Submitted by Pickeral, Presley A. on
April 27, 2026
By Pickeral, Presley A.

Elise Kinyanjui ‘25, a St. Mary’s College of Maryland Neuroscience and Psychology alumna, recently published an article in Alzheimer's & Dementia. Her paper, “The influence of midlife multimorbidity clusters and dementia risk: The ARIC Study”, examines how different midlife comorbidities impact dementia risk using a machine‐learning approach. The study uses a machine learning model to analyze data from the Atherosclerosis Risk in Communities (ARIC) cohort, which is an ongoing community‐based prospective study that began in the 1980s. 

Kinyanjui emphasized why this research is important to her and to the community, noting that “individuals rarely experience conditions in isolation, and studying a single risk factor may underestimate how combinations of diseases influence long term brain health.” She used an unsupervised machine learning model to group people together based on similarities in their clinical profiles. For example, people who have obesity, diabetes, and hypertension may end up in a cluster together to better capture how overlapping conditions shape dementia risk. 

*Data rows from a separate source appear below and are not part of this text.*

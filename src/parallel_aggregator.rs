// THEORY:
// Channels of a signature are independent: each one reads its own band of the image
// and writes its own segment of the output. That makes the channel loop trivially
// parallel. This module runs each channel on tokio's blocking pool and keeps at most
// one channel per CPU in flight, then stitches the segments back together by channel
// index. The result is bit-for-bit the same as the sequential aggregator.

use crate::core_modules::binner::binner::Histogram;
use crate::core_modules::channel_aggregator::channel_aggregator::{
    HistogramConfig, Signature, channel_histogram,
};
use crate::core_modules::error::error::HistogramError;
use crate::core_modules::region::region::{ChannelSource, Region};
use futures::stream::{self, StreamExt, TryStreamExt};
use std::sync::Arc;

/// Parallel counterpart of `compute_concatenated_histogram_with`.
///
/// The first failing channel fails the whole call; no partial signature is returned.
pub async fn compute_concatenated_histogram_parallel<I>(
    image: Arc<I>,
    region: Region,
    config: HistogramConfig<I::Component>,
) -> Result<Signature, HistogramError>
where
    I: ChannelSource + Send + Sync + 'static,
{
    let channel_count = image.channel_count();
    let max_in_flight = num_cpus::get().max(1);

    let histograms: Vec<Histogram> = stream::iter(0..channel_count)
        .map(|channel| {
            let image = Arc::clone(&image);
            let config = config.clone();
            async move {
                tokio::task::spawn_blocking(move || {
                    channel_histogram(
                        &*image,
                        channel,
                        &region,
                        config.bins_per_channel,
                        config.range_min,
                        config.range_max,
                    )
                })
                .await
                .map_err(|e| HistogramError::Join(e.to_string()))?
            }
        })
        // `buffered` yields in submission order, so channel order is preserved.
        .buffered(max_in_flight)
        .try_collect()
        .await?;

    let mut signature = Signature::with_capacity(config.signature_len(channel_count));
    for histogram in histograms {
        signature.extend(histogram);
    }
    Ok(signature)
}
// THEORY:
// The `similarity` module compares two signatures with normalized histogram
// intersection: sum the per-bin minimums, then divide by the reference histogram's
// total mass. Identical histograms score 1.0, histograms with no overlapping mass
// score 0.0.
//
// The normalization is asymmetric. The first argument is the reference distribution
// and only its mass is used, so `intersection(a, b)` and `intersection(b, a)` differ
// when the two masses differ.
//
// Comparisons usually run in large batches (one patch against many candidates). A
// single malformed pair, two histograms of different lengths, is logged and scored
// 0.0 instead of aborting the batch. A reference with zero total mass has no defined
// score; callers must not pass one.

pub mod similarity {
    use crate::core_modules::binner::binner::{Frequency, Histogram};
    use tracing::warn;

    pub type IntersectionScore = f64;

    /// Normalized intersection of `histogram2` against the reference `histogram1`.
    pub fn histogram_intersection(
        histogram1: &[Frequency],
        histogram2: &[Frequency],
    ) -> IntersectionScore {
        if histogram1.len() != histogram2.len() {
            warn!(
                reference_len = histogram1.len(),
                candidate_len = histogram2.len(),
                "histograms must be the same size, scoring 0"
            );
            return 0.0;
        }

        let total_intersection: Frequency = histogram1
            .iter()
            .zip(histogram2)
            .map(|(a, b)| a.min(*b))
            .sum();

        total_intersection / total_mass(histogram1)
    }

    /// Sum of all bin counts.
    pub fn total_mass(histogram: &[Frequency]) -> Frequency {
        histogram.iter().sum()
    }

    /// Scales a histogram so its bins sum to 1.0.
    /// An all-zero histogram is returned unchanged.
    pub fn normalize(histogram: &[Frequency]) -> Histogram {
        let mass = total_mass(histogram);
        if mass == 0.0 {
            return histogram.to_vec();
        }
        histogram.iter().map(|count| count / mass).collect()
    }
}

#[cfg(test)]
mod tests {
    use super::similarity::*;
    use std::io::{self, Write};
    use std::sync::{Arc, Mutex};
    use tracing::Level;

    #[test]
    fn shifted_ramp_scores_five_sixths() {
        let h1 = [1.0, 1.0, 1.0, 1.0, 2.0];
        let h2 = [2.0, 1.0, 1.0, 1.0, 1.0];
        let score = histogram_intersection(&h1, &h2);
        assert!((score - 5.0 / 6.0).abs() < 1e-12);
    }

    #[test]
    fn self_intersection_is_one() {
        let h = [0.0, 3.0, 7.0, 1.0];
        assert_eq!(histogram_intersection(&h, &h), 1.0);
    }

    #[test]
    fn disjoint_mass_scores_zero() {
        let h1 = [4.0, 0.0, 2.0, 0.0];
        let h2 = [0.0, 5.0, 0.0, 1.0];
        assert_eq!(histogram_intersection(&h1, &h2), 0.0);
    }

    /// Collects formatted log output so tests can assert on it.
    #[derive(Clone, Default)]
    struct CapturedLogs(Arc<Mutex<Vec<u8>>>);

    impl Write for CapturedLogs {
        fn write(&mut self, buf: &[u8]) -> io::Result<usize> {
            self.0.lock().unwrap().extend_from_slice(buf);
            Ok(buf.len())
        }

        fn flush(&mut self) -> io::Result<()> {
            Ok(())
        }
    }

    impl CapturedLogs {
        fn contents(&self) -> String {
            String::from_utf8(self.0.lock().unwrap().clone()).unwrap()
        }
    }

    #[test]
    fn length_mismatch_scores_zero_and_warns() {
        let logs = CapturedLogs::default();
        let writer = logs.clone();
        let subscriber = tracing_subscriber::fmt()
            .with_writer(move || writer.clone())
            .with_ansi(false)
            .with_max_level(Level::WARN)
            .finish();

        let score = tracing::subscriber::with_default(subscriber, || {
            histogram_intersection(&[1.0, 2.0], &[1.0, 2.0, 3.0])
        });

        assert_eq!(score, 0.0);
        let output = logs.contents();
        assert!(output.contains("WARN"));
        assert!(output.contains("histograms must be the same size"));
        assert!(output.contains("reference_len=2"));
        assert!(output.contains("candidate_len=3"));
    }

    #[test]
    fn equal_lengths_do_not_warn() {
        let logs = CapturedLogs::default();
        let writer = logs.clone();
        let subscriber = tracing_subscriber::fmt()
            .with_writer(move || writer.clone())
            .with_ansi(false)
            .with_max_level(Level::WARN)
            .finish();

        tracing::subscriber::with_default(subscriber, || {
            histogram_intersection(&[1.0, 2.0], &[2.0, 1.0])
        });

        assert!(logs.contents().is_empty());
    }

    #[test]
    fn normalization_uses_reference_mass_only() {
        let small = [1.0, 1.0];
        let large = [4.0, 4.0];
        // min is bounded by the reference, so the reference side never exceeds 1.
        assert_eq!(histogram_intersection(&small, &large), 1.0);
        assert_eq!(histogram_intersection(&large, &small), 0.25);
    }

    #[test]
    fn score_stays_in_unit_interval_for_counts() {
        let h1 = [3.0, 0.0, 9.0, 2.0, 5.0];
        let h2 = [1.0, 8.0, 2.0, 2.0, 0.0];
        let score = histogram_intersection(&h1, &h2);
        assert!((0.0..=1.0).contains(&score));
        assert!((score - 5.0 / 19.0).abs() < 1e-12);
    }

    #[test]
    fn zero_mass_reference_is_undefined() {
        assert!(histogram_intersection(&[0.0, 0.0], &[1.0, 1.0]).is_nan());
    }

    #[test]
    fn normalize_scales_to_unit_mass() {
        let normalized = normalize(&[1.0, 3.0, 0.0, 4.0]);
        assert_eq!(normalized, vec![0.125, 0.375, 0.0, 0.5]);
        assert_eq!(total_mass(&normalized), 1.0);
        assert_eq!(normalize(&[0.0, 0.0]), vec![0.0, 0.0]);
    }

    #[test]
    fn normalized_histograms_intersect_like_raw_ones() {
        let h1 = [1.0, 1.0, 1.0, 1.0, 2.0];
        let h2 = [1.0, 1.0, 1.0, 1.0, 2.0];
        assert_eq!(
            histogram_intersection(&normalize(&h1), &normalize(&h2)),
            histogram_intersection(&h1, &h2)
        );
    }
}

This research began when Kinyanjui worked in Dr. Rebecca Gottesman’s lab as a participant in the National Institutes of Health’s Summer Internship Program after her junior year at St. Mary’s; after graduation, she rejoined the lab as a postbaccalaureate fellow and saw the work through to publication. In between, she continued to write and develop her research through her St. Mary’s Project (SMP). Kinyanjui remarked on how these experiences connected, noting that “My SMP really informed how I framed and interpreted my manuscript findings. It focused on the racial disparities underlying dementia risk, which helped me contextualize my findings and observe how the results differed across diverse populations. ” 

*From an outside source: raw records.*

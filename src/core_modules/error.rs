// THEORY:
// Every failure the histogram engine can report lives here. The engine is a set of
// pure functions, so "failure" means one of two things: the caller handed us metadata
// that contradicts the data (a declared range that does not bound the samples, a
// region that leaves the image), or the outside world failed us (file I/O, a decoder,
// a worker thread). Both are returned as values; nothing in the library panics.
//
// `RangeError` is split out as its own struct because it is the one error callers
// routinely want to inspect: it carries every number needed to see *why* a sample
// missed the histogram.

pub mod error {
    use crate::core_modules::region::region::Region;
    use thiserror::Error;

    /// A sample fell outside the declared `[range_min, range_max]`.
    #[derive(Error, Debug, Clone, PartialEq)]
    #[error(
        "can't write to bin {bin}: values[{index}] = {value} is outside [{range_min}, {range_max}] \
         (bin width {bin_width}, {bin_count} bins, {sample_count} values)"
    )]
    pub struct RangeError {
        /// The offending sample, widened to `f64`.
        pub value: f64,
        /// Position of the sample in the input sequence.
        pub index: usize,
        pub range_min: f64,
        pub range_max: f64,
        pub bin_width: f64,
        /// The bin the sample mapped to. `i64::MIN` when the value was not a number.
        pub bin: i64,
        pub bin_count: usize,
        pub sample_count: usize,
    }

    #[derive(Error, Debug)]
    pub enum HistogramError {
        #[error(transparent)]
        Range(#[from] RangeError),
        #[error("a histogram needs at least one bin")]
        ZeroBins,
        #[error("region {region:?} does not fit inside a {width}x{height} image")]
        RegionOutOfBounds {
            region: Region,
            width: u32,
            height: u32,
        },
        #[error("channel {channel} requested from an image with {channel_count} channels")]
        ChannelOutOfBounds { channel: usize, channel_count: usize },
        #[error("I/O error: {0}")]
        Io(#[from] std::io::Error),
        #[error("image error: {0}")]
        Image(#[from] image::ImageError),
        #[error("channel worker failed: {0}")]
        Join(String),
    }
}
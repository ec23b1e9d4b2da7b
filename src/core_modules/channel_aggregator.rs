// THEORY:
// The `ChannelAggregator` turns a multi-channel image patch into one flat signature.
// It is the orchestration layer above the binner, in the same spirit as a grid
// manager: it owns no analysis of its own, it only sequences calls.
//
// For each channel, in ascending order, it asks the `ChannelSource` collaborator for
// that channel as a scalar image, asks again for the values inside the region, bins
// them with the shared bin count and range, and appends the result. Segment `k` of the
// output (length `bins_per_channel`) therefore always belongs to channel `k`, and the
// same segment of two signatures can be compared bin for bin.
//
// Failure is all-or-nothing. A partial signature would silently compare as a shorter
// histogram downstream, so the first error from any channel ends the call.

pub mod channel_aggregator {
    use crate::core_modules::binner::binner::{Histogram, scalar_histogram};
    use crate::core_modules::component::component::HistogramComponent;
    use crate::core_modules::error::error::HistogramError;
    use crate::core_modules::region::region::{ChannelSource, Region};
    use tracing::debug;

    /// A concatenation of per-channel histograms, channel 0 first.
    pub type Signature = Histogram;

    /// The bin layout shared by every channel of a signature.
    #[derive(Debug, Clone, PartialEq)]
    pub struct HistogramConfig<T> {
        pub bins_per_channel: usize,
        pub range_min: T,
        pub range_max: T,
    }

    impl<T: HistogramComponent> HistogramConfig<T> {
        pub fn new(bins_per_channel: usize, range_min: T, range_max: T) -> Self {
            Self {
                bins_per_channel,
                range_min,
                range_max,
            }
        }

        /// Bins spanning the component type's whole nominal range.
        pub fn full_range(bins_per_channel: usize) -> Self {
            Self::new(bins_per_channel, T::MIN, T::MAX)
        }

        /// Length of a signature over `channel_count` channels.
        pub fn signature_len(&self, channel_count: usize) -> usize {
            channel_count * self.bins_per_channel
        }
    }

    /// Histograms every channel of `image` inside `region` and concatenates them in
    /// channel order.
    pub fn compute_concatenated_histogram<I: ChannelSource>(
        image: &I,
        region: &Region,
        bins_per_channel: usize,
        range_min: I::Component,
        range_max: I::Component,
    ) -> Result<Signature, HistogramError> {
        let channel_count = image.channel_count();
        let mut signature = Signature::with_capacity(channel_count * bins_per_channel);

        for channel in 0..channel_count {
            let histogram =
                channel_histogram(image, channel, region, bins_per_channel, range_min, range_max)?;
            signature.extend_from_slice(&histogram);
        }

        Ok(signature)
    }

    /// [`compute_concatenated_histogram`] with the layout taken from a config.
    pub fn compute_concatenated_histogram_with<I: ChannelSource>(
        image: &I,
        region: &Region,
        config: &HistogramConfig<I::Component>,
    ) -> Result<Signature, HistogramError> {
        compute_concatenated_histogram(
            image,
            region,
            config.bins_per_channel,
            config.range_min,
            config.range_max,
        )
    }

    /// One channel's histogram. Shared with the parallel aggregator so both paths
    /// bin identically.
    pub(crate) fn channel_histogram<I: ChannelSource>(
        image: &I,
        channel: usize,
        region: &Region,
        bins_per_channel: usize,
        range_min: I::Component,
        range_max: I::Component,
    ) -> Result<Histogram, HistogramError> {
        let scalar = image.extract_channel(channel)?;
        let values = image.values_in_region(&scalar, region)?;
        let histogram = scalar_histogram(&values, bins_per_channel, range_min, range_max)?;
        debug!(channel, samples = values.len(), "channel histogram computed");
        Ok(histogram)
    }
}
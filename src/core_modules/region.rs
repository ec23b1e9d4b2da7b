// THEORY:
// The `region` module is the boundary between the histogram engine and whatever
// owns the pixels. The engine never walks an image itself; it asks a collaborator
// three questions:
//   1. how many channels does this image have,
//   2. give me channel `c` as a single-channel scalar image,
//   3. give me every value of that scalar image inside this rectangle.
//
// Those three questions are the `ChannelSource` trait. Keeping them behind a trait
// means the engine can be driven by the `image` crate in production and by a tiny
// in-memory fake in tests, with no change to the binning code.
//
// A `Region` is a plain axis-aligned rectangle, the same idea as the teacher's chunk
// grid cell: a top-left corner plus a size, all in pixel coordinates. It is opaque to
// the binner; only the collaborator interprets it.

pub mod region {
    use crate::core_modules::component::component::HistogramComponent;
    use crate::core_modules::error::error::HistogramError;
    use image::{ImageBuffer, Luma, Pixel};

    /// An axis-aligned rectangle of pixel coordinates.
    #[derive(Debug, Clone, Copy, PartialEq, Eq, Default)]
    pub struct Region {
        /// Column of the top-left pixel.
        pub x: u32,
        /// Row of the top-left pixel.
        pub y: u32,
        pub width: u32,
        pub height: u32,
    }

    impl Region {
        pub fn new(x: u32, y: u32, width: u32, height: u32) -> Self {
            Self {
                x,
                y,
                width,
                height,
            }
        }

        /// The region covering an entire `width` x `height` image.
        pub fn whole(width: u32, height: u32) -> Self {
            Self::new(0, 0, width, height)
        }

        pub fn is_empty(&self) -> bool {
            self.width == 0 || self.height == 0
        }

        /// Number of pixels inside the region.
        pub fn area(&self) -> usize {
            self.width as usize * self.height as usize
        }

        /// True when every pixel of the region lies inside a `width` x `height` image.
        pub fn fits_within(&self, width: u32, height: u32) -> bool {
            let right = self.x.checked_add(self.width);
            let bottom = self.y.checked_add(self.height);
            matches!((right, bottom), (Some(r), Some(b)) if r <= width && b <= height)
        }
    }

    /// The image-side collaborator the channel aggregator depends on.
    ///
    /// Implementations must be deterministic: extracting the same channel twice yields
    /// the same scalar image, and `values_in_region` returns every pixel of the region
    /// exactly once (in any order).
    pub trait ChannelSource {
        /// The scalar type of one pixel component.
        type Component: HistogramComponent;
        /// A single-channel view or copy of one band of the image.
        type Scalar;

        fn channel_count(&self) -> usize;

        fn extract_channel(&self, channel: usize) -> Result<Self::Scalar, HistogramError>;

        fn values_in_region(
            &self,
            scalar: &Self::Scalar,
            region: &Region,
        ) -> Result<Vec<Self::Component>, HistogramError>;
    }

    impl<P> ChannelSource for ImageBuffer<P, Vec<P::Subpixel>>
    where
        P: Pixel,
        P::Subpixel: HistogramComponent,
    {
        type Component = P::Subpixel;
        type Scalar = ImageBuffer<Luma<P::Subpixel>, Vec<P::Subpixel>>;

        fn channel_count(&self) -> usize {
            P::CHANNEL_COUNT as usize
        }

        fn extract_channel(&self, channel: usize) -> Result<Self::Scalar, HistogramError> {
            let channel_count = self.channel_count();
            if channel >= channel_count {
                return Err(HistogramError::ChannelOutOfBounds {
                    channel,
                    channel_count,
                });
            }
            Ok(ImageBuffer::from_fn(self.width(), self.height(), |x, y| {
                Luma([self.get_pixel(x, y).channels()[channel]])
            }))
        }

        /// Values are produced in row-major order.
        fn values_in_region(
            &self,
            scalar: &Self::Scalar,
            region: &Region,
        ) -> Result<Vec<Self::Component>, HistogramError> {
            if !region.fits_within(scalar.width(), scalar.height()) {
                return Err(HistogramError::RegionOutOfBounds {
                    region: *region,
                    width: scalar.width(),
                    height: scalar.height(),
                });
            }

            let mut values = Vec::with_capacity(region.area());
            for y in region.y..region.y + region.height {
                for x in region.x..region.x + region.width {
                    values.push(scalar.get_pixel(x, y).0[0]);
                }
            }
            Ok(values)
        }
    }
}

As a Postbaccalaureate Fellow at the National Institute of Neurological Disorders and Stroke, Kinyanjui is currently using the ARIC cohort to examine how the co-occurrence of Alzheimer's specific biomarkers and markers of vascular disease may further predict dementia risk. Kinyanjui is interested in continuing to study neuroepidemiology on a large scale and is particularly interested in incorporating different social determinants of health factors into her research. In the future, she hopes to pursue her love of neuroepidemiology in graduate school.